The existence of God is a subject of debate in the philosophy of religion.[1] A wide variety of arguments for and against the existence of God can be categorized as logical, empirical, metaphysical, subjective or scientific. In philosophical terms, the question of the existence of God involves the disciplines of epistemology (the nature and scope of knowledge) and ontology (study of the nature of being or existence) and the theory of value (since some definitions of God include "perfection").

The Western tradition of philosophical discussion of the existence of God began with Plato and Aristotle, who made arguments for the existence of a being responsible for fashioning the universe, referred to as the demiurge or the unmoved mover, that today would be categorized as cosmological arguments. Other arguments for the existence of God have been proposed by St. Anselm, who formulated the first ontological argument; Thomas Aquinas, who presented his own version of the cosmological argument (the first way); René Descartes, who said that the existence of a benevolent God is logically necessary for the evidence of the senses to be meaningful. John Calvin argued for a sensus divinitatis, which gives each human a knowledge of God's existence. Islamic philosophers who developed arguments for the existence of God comprise Averroes, who made arguments influenced by Aristotle's concept of the unmoved mover; Al-Ghazali and Al-Kindi, who presented the Kalam cosmological argument; Avicenna, who presented the Proof of the Truthful; and Al-Farabi, who made Neoplatonic arguments.

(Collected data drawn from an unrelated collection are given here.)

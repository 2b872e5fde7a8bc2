//! Wire enums of the `microsoft.graph.tenantAdmin` namespace.

use graphbeta_serialization::{SerializationError, WireEnum};

/// Image tagging mode for the tenant.
#[derive(Debug, Clone, Copy, Default, PartialEq, Eq)]
pub enum ImageTaggingChoice {
    #[default]
    Disabled,
    Basic,
    Enhanced,
}

impl WireEnum for ImageTaggingChoice {
    const FAMILY: &'static str = "imageTaggingChoice";
    const VALUES: &'static [Self] = &[Self::Disabled, Self::Basic, Self::Enhanced];

    fn as_str(self) -> &'static str {
        match self {
            Self::Disabled => "disabled",
            Self::Basic => "basic",
            Self::Enhanced => "enhanced",
        }
    }

    fn parse(value: &str) -> Result<Self, SerializationError> {
        Ok(match value {
            "disabled" => Self::Disabled,
            "basic" => Self::Basic,
            "enhanced" => Self::Enhanced,
            other => return Err(SerializationError::unknown_enum(other, Self::FAMILY)),
        })
    }
}

/// External sharing capability of the tenant.
#[derive(Debug, Clone, Copy, Default, PartialEq, Eq)]
pub enum SharingCapabilities {
    #[default]
    Disabled,
    ExternalUserSharingOnly,
    ExternalUserAndGuestSharing,
    ExistingExternalUserSharingOnly,
}

impl WireEnum for SharingCapabilities {
    const FAMILY: &'static str = "sharingCapabilities";
    const VALUES: &'static [Self] = &[
        Self::Disabled,
        Self::ExternalUserSharingOnly,
        Self::ExternalUserAndGuestSharing,
        Self::ExistingExternalUserSharingOnly,
    ];

    fn as_str(self) -> &'static str {
        match self {
            Self::Disabled => "disabled",
            Self::ExternalUserSharingOnly => "externalUserSharingOnly",
            Self::ExternalUserAndGuestSharing => "externalUserAndGuestSharing",
            Self::ExistingExternalUserSharingOnly => "existingExternalUserSharingOnly",
        }
    }

    fn parse(value: &str) -> Result<Self, SerializationError> {
        Ok(match value {
            "disabled" => Self::Disabled,
            "externalUserSharingOnly" => Self::ExternalUserSharingOnly,
            "externalUserAndGuestSharing" => Self::ExternalUserAndGuestSharing,
            "existingExternalUserSharingOnly" => Self::ExistingExternalUserSharingOnly,
            other => return Err(SerializationError::unknown_enum(other, Self::FAMILY)),
        })
    }
}

/// Domain allow/block mode for external sharing.
#[derive(Debug, Clone, Copy, Default, PartialEq, Eq)]
pub enum SharingDomainRestrictionMode {
    #[default]
    None,
    AllowList,
    BlockList,
}

impl WireEnum for SharingDomainRestrictionMode {
    const FAMILY: &'static str = "sharingDomainRestrictionMode";
    const VALUES: &'static [Self] = &[Self::None, Self::AllowList, Self::BlockList];

    fn as_str(self) -> &'static str {
        match self {
            Self::None => "none",
            Self::AllowList => "allowList",
            Self::BlockList => "blockList",
        }
    }

    fn parse(value: &str) -> Result<Self, SerializationError> {
        Ok(match value {
            "none" => Self::None,
            "allowList" => Self::AllowList,
            "blockList" => Self::BlockList,
            other => return Err(SerializationError::unknown_enum(other, Self::FAMILY)),
        })
    }
}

In philosophy, and more specifically in the philosophy of religion, atheism refers to the proposition that God does not exist.[2] Some religions, such as Jainism, reject the possibility of a creator deity. Philosophers who have provided arguments against the existence of God include David Hume, Ludwig Feuerbach, and Bertrand Russell.

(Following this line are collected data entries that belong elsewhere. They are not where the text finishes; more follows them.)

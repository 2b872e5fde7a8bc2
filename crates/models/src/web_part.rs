//! `microsoft.graph.webPart` family.

use graphbeta_serialization::{
    Parsable, ParseNode, SerializationError, SerializationWriter,
};

use crate::entity::Entity;

/// Base record of the web part family.
#[derive(Debug, Clone, Default, PartialEq)]
pub struct WebPart {
    entity: Entity,
}

impl WebPart {
    pub const ODATA_TYPE: &'static str = "#microsoft.graph.webPart";

    pub fn new() -> Self {
        let mut part = Self::default();
        part.entity.set_odata_type(Some(Self::ODATA_TYPE.to_owned()));
        part
    }

    pub fn from_discriminator(_tag: Option<&str>) -> Self {
        Self::new()
    }

    pub fn entity(&self) -> &Entity {
        &self.entity
    }

    pub fn entity_mut(&mut self) -> &mut Entity {
        &mut self.entity
    }

    pub fn id(&self) -> Option<&str> {
        self.entity.id()
    }

    pub fn set_id(&mut self, value: Option<String>) {
        self.entity.set_id(value);
    }
}

impl Parsable for WebPart {
    fn deserialize_field<N: ParseNode>(
        &mut self,
        field: &str,
        node: &N,
    ) -> Result<bool, SerializationError> {
        self.entity.deserialize_field(field, node)
    }

    fn serialize<W: SerializationWriter>(
        &self,
        writer: &mut W,
    ) -> Result<(), SerializationError> {
        self.entity.serialize(writer)
    }
}

/// A free-form HTML web part.
#[derive(Debug, Clone, Default, PartialEq)]
pub struct TextWebPart {
    web_part: WebPart,
    inner_html: Option<String>,
}

impl TextWebPart {
    pub const ODATA_TYPE: &'static str = "#microsoft.graph.textWebPart";

    pub fn new() -> Self {
        let mut part = Self::default();
        part.web_part
            .entity_mut()
            .set_odata_type(Some(Self::ODATA_TYPE.to_owned()));
        part
    }

    pub fn from_discriminator(_tag: Option<&str>) -> Self {
        Self::new()
    }

    pub fn web_part(&self) -> &WebPart {
        &self.web_part
    }

    pub fn web_part_mut(&mut self) -> &mut WebPart {
        &mut self.web_part
    }

    pub fn id(&self) -> Option<&str> {
        self.web_part.id()
    }

    pub fn set_id(&mut self, value: Option<String>) {
        self.web_part.set_id(value);
    }

    pub fn inner_html(&self) -> Option<&str> {
        self.inner_html.as_deref()
    }

    pub fn set_inner_html(&mut self, value: Option<String>) {
        self.inner_html = value;
    }
}

impl Parsable for TextWebPart {
    fn deserialize_field<N: ParseNode>(
        &mut self,
        field: &str,
        node: &N,
    ) -> Result<bool, SerializationError> {
        match field {
            "innerHtml" => {
                if let Some(value) = node.get_string_value()? {
                    self.inner_html = Some(value);
                }
            }
            _ => return self.web_part.deserialize_field(field, node),
        }
        Ok(true)
    }

    fn serialize<W: SerializationWriter>(
        &self,
        writer: &mut W,
    ) -> Result<(), SerializationError> {
        self.web_part.serialize(writer)?;
        writer.write_string_value("innerHtml", self.inner_html.as_deref())?;
        Ok(())
    }
}

/// An out-of-the-box web part identified by its catalog type.
#[derive(Debug, Clone, Default, PartialEq)]
pub struct StandardWebPart {
    web_part: WebPart,
    web_part_type: Option<String>,
}

impl StandardWebPart {
    pub const ODATA_TYPE: &'static str = "#microsoft.graph.standardWebPart";

    pub fn new() -> Self {
        let mut part = Self::default();
        part.web_part
            .entity_mut()
            .set_odata_type(Some(Self::ODATA_TYPE.to_owned()));
        part
    }

    pub fn from_discriminator(_tag: Option<&str>) -> Self {
        Self::new()
    }

    pub fn web_part(&self) -> &WebPart {
        &self.web_part
    }

    pub fn web_part_mut(&mut self) -> &mut WebPart {
        &mut self.web_part
    }

    pub fn id(&self) -> Option<&str> {
        self.web_part.id()
    }

    pub fn set_id(&mut self, value: Option<String>) {
        self.web_part.set_id(value);
    }

    pub fn web_part_type(&self) -> Option<&str> {
        self.web_part_type.as_deref()
    }

    pub fn set_web_part_type(&mut self, value: Option<String>) {
        self.web_part_type = value;
    }
}

impl Parsable for StandardWebPart {
    fn deserialize_field<N: ParseNode>(
        &mut self,
        field: &str,
        node: &N,
    ) -> Result<bool, SerializationError> {
        match field {
            "webPartType" => {
                if let Some(value) = node.get_string_value()? {
                    self.web_part_type = Some(value);
                }
            }
            _ => return self.web_part.deserialize_field(field, node),
        }
        Ok(true)
    }

    fn serialize<W: SerializationWriter>(
        &self,
        writer: &mut W,
    ) -> Result<(), SerializationError> {
        self.web_part.serialize(writer)?;
        writer.write_string_value("webPartType", self.web_part_type.as_deref())?;
        Ok(())
    }
}

/// Concrete variants of the web part family.
#[derive(Debug, Clone, PartialEq)]
pub enum AnyWebPart {
    WebPart(WebPart),
    TextWebPart(TextWebPart),
    StandardWebPart(StandardWebPart),
}

impl Default for AnyWebPart {
    fn default() -> Self {
        Self::WebPart(WebPart::new())
    }
}

impl AnyWebPart {
    pub fn from_discriminator(tag: Option<&str>) -> Self {
        match tag {
            Some("#microsoft.graph.textWebPart") => Self::TextWebPart(TextWebPart::new()),
            Some("#microsoft.graph.standardWebPart") => {
                Self::StandardWebPart(StandardWebPart::new())
            }
            _ => Self::WebPart(WebPart::new()),
        }
    }

    pub fn as_text_web_part(&self) -> Option<&TextWebPart> {
        match self {
            Self::TextWebPart(record) => Some(record),
            _ => None,
        }
    }

    pub fn as_standard_web_part(&self) -> Option<&StandardWebPart> {
        match self {
            Self::StandardWebPart(record) => Some(record),
            _ => None,
        }
    }
}

impl Parsable for AnyWebPart {
    fn deserialize_field<N: ParseNode>(
        &mut self,
        field: &str,
        node: &N,
    ) -> Result<bool, SerializationError> {
        match self {
            Self::WebPart(record) => record.deserialize_field(field, node),
            Self::TextWebPart(record) => record.deserialize_field(field, node),
            Self::StandardWebPart(record) => record.deserialize_field(field, node),
        }
    }

    fn serialize<W: SerializationWriter>(
        &self,
        writer: &mut W,
    ) -> Result<(), SerializationError> {
        match self {
            Self::WebPart(record) => record.serialize(writer),
            Self::TextWebPart(record) => record.serialize(writer),
            Self::StandardWebPart(record) => record.serialize(writer),
        }
    }
}
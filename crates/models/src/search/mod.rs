//! `microsoft.graph.search` namespace: administrative search answers.

mod answer;
mod bookmark;
mod qna;

pub use answer::{AnswerKeyword, AnswerState, AnswerVariant, AnySearchAnswer, SearchAnswer};
pub use bookmark::Bookmark;
pub use qna::Qna;
//! `microsoft.graph.user` resource model.

use graphbeta_serialization::{
    Parsable, ParseNode, SerializationError, SerializationWriter,
};
use time::OffsetDateTime;

use crate::entity::Entity;

/// A directory user account.
#[derive(Debug, Clone, Default, PartialEq)]
pub struct User {
    entity: Entity,
    account_enabled: Option<bool>,
    business_phones: Option<Vec<String>>,
    created_date_time: Option<OffsetDateTime>,
    display_name: Option<String>,
    given_name: Option<String>,
    job_title: Option<String>,
    mail: Option<String>,
    mobile_phone: Option<String>,
    office_location: Option<String>,
    preferred_language: Option<String>,
    surname: Option<String>,
    user_principal_name: Option<String>,
}

impl User {
    pub const ODATA_TYPE: &'static str = "#microsoft.graph.user";

    pub fn new() -> Self {
        let mut user = Self::default();
        user.entity.set_odata_type(Some(Self::ODATA_TYPE.to_owned()));
        user
    }

    pub fn from_discriminator(_tag: Option<&str>) -> Self {
        Self::new()
    }

    pub fn entity(&self) -> &Entity {
        &self.entity
    }

    pub fn entity_mut(&mut self) -> &mut Entity {
        &mut self.entity
    }

    pub fn id(&self) -> Option<&str> {
        self.entity.id()
    }

    pub fn set_id(&mut self, value: Option<String>) {
        self.entity.set_id(value);
    }

    pub fn account_enabled(&self) -> Option<bool> {
        self.account_enabled
    }

    pub fn set_account_enabled(&mut self, value: Option<bool>) {
        self.account_enabled = value;
    }

    pub fn business_phones(&self) -> Option<&[String]> {
        self.business_phones.as_deref()
    }

    pub fn set_business_phones(&mut self, value: Option<Vec<String>>) {
        self.business_phones = value;
    }

    pub fn created_date_time(&self) -> Option<OffsetDateTime> {
        self.created_date_time
    }

    pub fn set_created_date_time(&mut self, value: Option<OffsetDateTime>) {
        self.created_date_time = value;
    }

    pub fn display_name(&self) -> Option<&str> {
        self.display_name.as_deref()
    }

    pub fn set_display_name(&mut self, value: Option<String>) {
        self.display_name = value;
    }

    pub fn given_name(&self) -> Option<&str> {
        self.given_name.as_deref()
    }

    pub fn set_given_name(&mut self, value: Option<String>) {
        self.given_name = value;
    }

    pub fn job_title(&self) -> Option<&str> {
        self.job_title.as_deref()
    }

    pub fn set_job_title(&mut self, value: Option<String>) {
        self.job_title = value;
    }

    pub fn mail(&self) -> Option<&str> {
        self.mail.as_deref()
    }

    pub fn set_mail(&mut self, value: Option<String>) {
        self.mail = value;
    }

    pub fn mobile_phone(&self) -> Option<&str> {
        self.mobile_phone.as_deref()
    }

    pub fn set_mobile_phone(&mut self, value: Option<String>) {
        self.mobile_phone = value;
    }

    pub fn office_location(&self) -> Option<&str> {
        self.office_location.as_deref()
    }

    pub fn set_office_location(&mut self, value: Option<String>) {
        self.office_location = value;
    }

    pub fn preferred_language(&self) -> Option<&str> {
        self.preferred_language.as_deref()
    }

    pub fn set_preferred_language(&mut self, value: Option<String>) {
        self.preferred_language = value;
    }

    pub fn surname(&self) -> Option<&str> {
        self.surname.as_deref()
    }

    pub fn set_surname(&mut self, value: Option<String>) {
        self.surname = value;
    }

    pub fn user_principal_name(&self) -> Option<&str> {
        self.user_principal_name.as_deref()
    }

    pub fn set_user_principal_name(&mut self, value: Option<String>) {
        self.user_principal_name = value;
    }
}

impl Parsable for User {
    fn deserialize_field<N: ParseNode>(
        &mut self,
        field: &str,
        node: &N,
    ) -> Result<bool, SerializationError> {
        match field {
            "accountEnabled" => {
                if let Some(value) = node.get_bool_value()? {
                    self.account_enabled = Some(value);
                }
            }
            "businessPhones" => {
                if let Some(value) = node.get_collection_of_string_values()? {
                    self.business_phones = Some(value);
                }
            }
            "createdDateTime" => {
                if let Some(value) = node.get_date_time_value()? {
                    self.created_date_time = Some(value);
                }
            }
            "displayName" => {
                if let Some(value) = node.get_string_value()? {
                    self.display_name = Some(value);
                }
            }
            "givenName" => {
                if let Some(value) = node.get_string_value()? {
                    self.given_name = Some(value);
                }
            }
            "jobTitle" => {
                if let Some(value) = node.get_string_value()? {
                    self.job_title = Some(value);
                }
            }
            "mail" => {
                if let Some(value) = node.get_string_value()? {
                    self.mail = Some(value);
                }
            }
            "mobilePhone" => {
                if let Some(value) = node.get_string_value()? {
                    self.mobile_phone = Some(value);
                }
            }
            "officeLocation" => {
                if let Some(value) = node.get_string_value()? {
                    self.office_location = Some(value);
                }
            }
            "preferredLanguage" => {
                if let Some(value) = node.get_string_value()? {
                    self.preferred_language = Some(value);
                }
            }
            "surname" => {
                if let Some(value) = node.get_string_value()? {
                    self.surname = Some(value);
                }
            }
            "userPrincipalName" => {
                if let Some(value) = node.get_string_value()? {
                    self.user_principal_name = Some(value);
                }
            }
            _ => return self.entity.deserialize_field(field, node),
        }
        Ok(true)
    }

    fn serialize<W: SerializationWriter>(
        &self,
        writer: &mut W,
    ) -> Result<(), SerializationError> {
        self.entity.serialize(writer)?;
        writer.write_bool_value("accountEnabled", self.account_enabled)?;
        writer.write_collection_of_string_values(
            "businessPhones",
            self.business_phones.as_deref(),
        )?;
        writer.write_date_time_value("createdDateTime", self.created_date_time)?;
        writer.write_string_value("displayName", self.display_name.as_deref())?;
        writer.write_string_value("givenName", self.given_name.as_deref())?;
        writer.write_string_value("jobTitle", self.job_title.as_deref())?;
        writer.write_string_value("mail", self.mail.as_deref())?;
        writer.write_string_value("mobilePhone", self.mobile_phone.as_deref())?;
        writer.write_string_value("officeLocation", self.office_location.as_deref())?;
        writer.write_string_value("preferredLanguage", self.preferred_language.as_deref())?;
        writer.write_string_value("surname", self.surname.as_deref())?;
        writer.write_string_value("userPrincipalName", self.user_principal_name.as_deref())?;
        Ok(())
    }
}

Theism, the proposition that God exists, is the dominant view among philosophers of religion.[3] In a 2020 PhilPapers survey, 69.50% of philosophers of religion stated that they accept or lean towards theism, while 19.86% stated they accept or lean towards atheism.[4] Prominent contemporary philosophers of religion who defended theism include Alvin Plantinga, Yujin Nagasawa, John Hick, Richard Swinburne, and William Lane Craig, while those who defended atheism include Graham Oppy, Paul Draper, Quentin Smith, J. L. Mackie, and J. L. Schellenberg.

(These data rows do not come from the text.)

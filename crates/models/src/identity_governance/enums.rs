//! Wire enums of the `microsoft.graph.identityGovernance` namespace.

use graphbeta_serialization::{SerializationError, WireEnum};

/// Processing state of a workflow or task execution.
#[derive(Debug, Clone, Copy, Default, PartialEq, Eq)]
pub enum LifecycleWorkflowProcessingStatus {
    #[default]
    Queued,
    InProgress,
    Completed,
    CompletedWithErrors,
    Canceled,
    Failed,
    UnknownFutureValue,
}

impl WireEnum for LifecycleWorkflowProcessingStatus {
    const FAMILY: &'static str = "lifecycleWorkflowProcessingStatus";
    const VALUES: &'static [Self] = &[
        Self::Queued,
        Self::InProgress,
        Self::Completed,
        Self::CompletedWithErrors,
        Self::Canceled,
        Self::Failed,
        Self::UnknownFutureValue,
    ];

    fn as_str(self) -> &'static str {
        match self {
            Self::Queued => "queued",
            Self::InProgress => "inProgress",
            Self::Completed => "completed",
            Self::CompletedWithErrors => "completedWithErrors",
            Self::Canceled => "canceled",
            Self::Failed => "failed",
            Self::UnknownFutureValue => "unknownFutureValue",
        }
    }

    fn parse(value: &str) -> Result<Self, SerializationError> {
        Ok(match value {
            "queued" => Self::Queued,
            "inProgress" => Self::InProgress,
            "completed" => Self::Completed,
            "completedWithErrors" => Self::CompletedWithErrors,
            "canceled" => Self::Canceled,
            "failed" => Self::Failed,
            "unknownFutureValue" => Self::UnknownFutureValue,
            other => return Err(SerializationError::unknown_enum(other, Self::FAMILY)),
        })
    }
}

/// How a workflow execution was triggered.
#[derive(Debug, Clone, Copy, Default, PartialEq, Eq)]
pub enum WorkflowExecutionType {
    #[default]
    Scheduled,
    OnDemand,
    UnknownFutureValue,
}

impl WireEnum for WorkflowExecutionType {
    const FAMILY: &'static str = "workflowExecutionType";
    const VALUES: &'static [Self] =
        &[Self::Scheduled, Self::OnDemand, Self::UnknownFutureValue];

    fn as_str(self) -> &'static str {
        match self {
            Self::Scheduled => "scheduled",
            Self::OnDemand => "onDemand",
            Self::UnknownFutureValue => "unknownFutureValue",
        }
    }

    fn parse(value: &str) -> Result<Self, SerializationError> {
        Ok(match value {
            "scheduled" => Self::Scheduled,
            "onDemand" => Self::OnDemand,
            "unknownFutureValue" => Self::UnknownFutureValue,
            other => return Err(SerializationError::unknown_enum(other, Self::FAMILY)),
        })
    }
}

Philosophical issues[edit]

The problem of the supernatural[edit]

One problem posed by the question of the existence of God is that traditional beliefs usually ascribe to God various supernatural powers. Supernatural beings may be able to conceal and reveal themselves for their own purposes, as for example in the tale of Baucis and Philemon. In addition, according to concepts of God, God is not part of the natural order, but the ultimate creator of nature and of the scientific laws. Thus in Aristotelian philosophy, God is viewed as part of the explanatory structure needed to support scientific conclusions and any powers God possesses are—strictly speaking—of the natural order that is derived from God's place as originator of nature (see also Monadology).


In Karl Popper's philosophy of science, belief in a supernatural God is outside the natural domain of scientific investigation because all scientific hypotheses must be falsifiable in the natural world. The non-overlapping magisteria view proposed by Stephen Jay Gould also holds that the existence (or otherwise) of God is irrelevant to and beyond the domain of science.


Scientists follow the scientific method, within which theories must be verifiable by physical experiment. The majority of prominent conceptions of God explicitly or effectively posit a being whose existence is not testable either by proof or disproof.[26] Therefore, the question of God's existence may lie outside the purview of modern science by definition.[27] The Catholic Church maintains that knowledge of the existence of God is the "natural light of human reason".[28] Fideists maintain that belief in God's existence may not be amenable to demonstration or refutation, but rests on faith alone.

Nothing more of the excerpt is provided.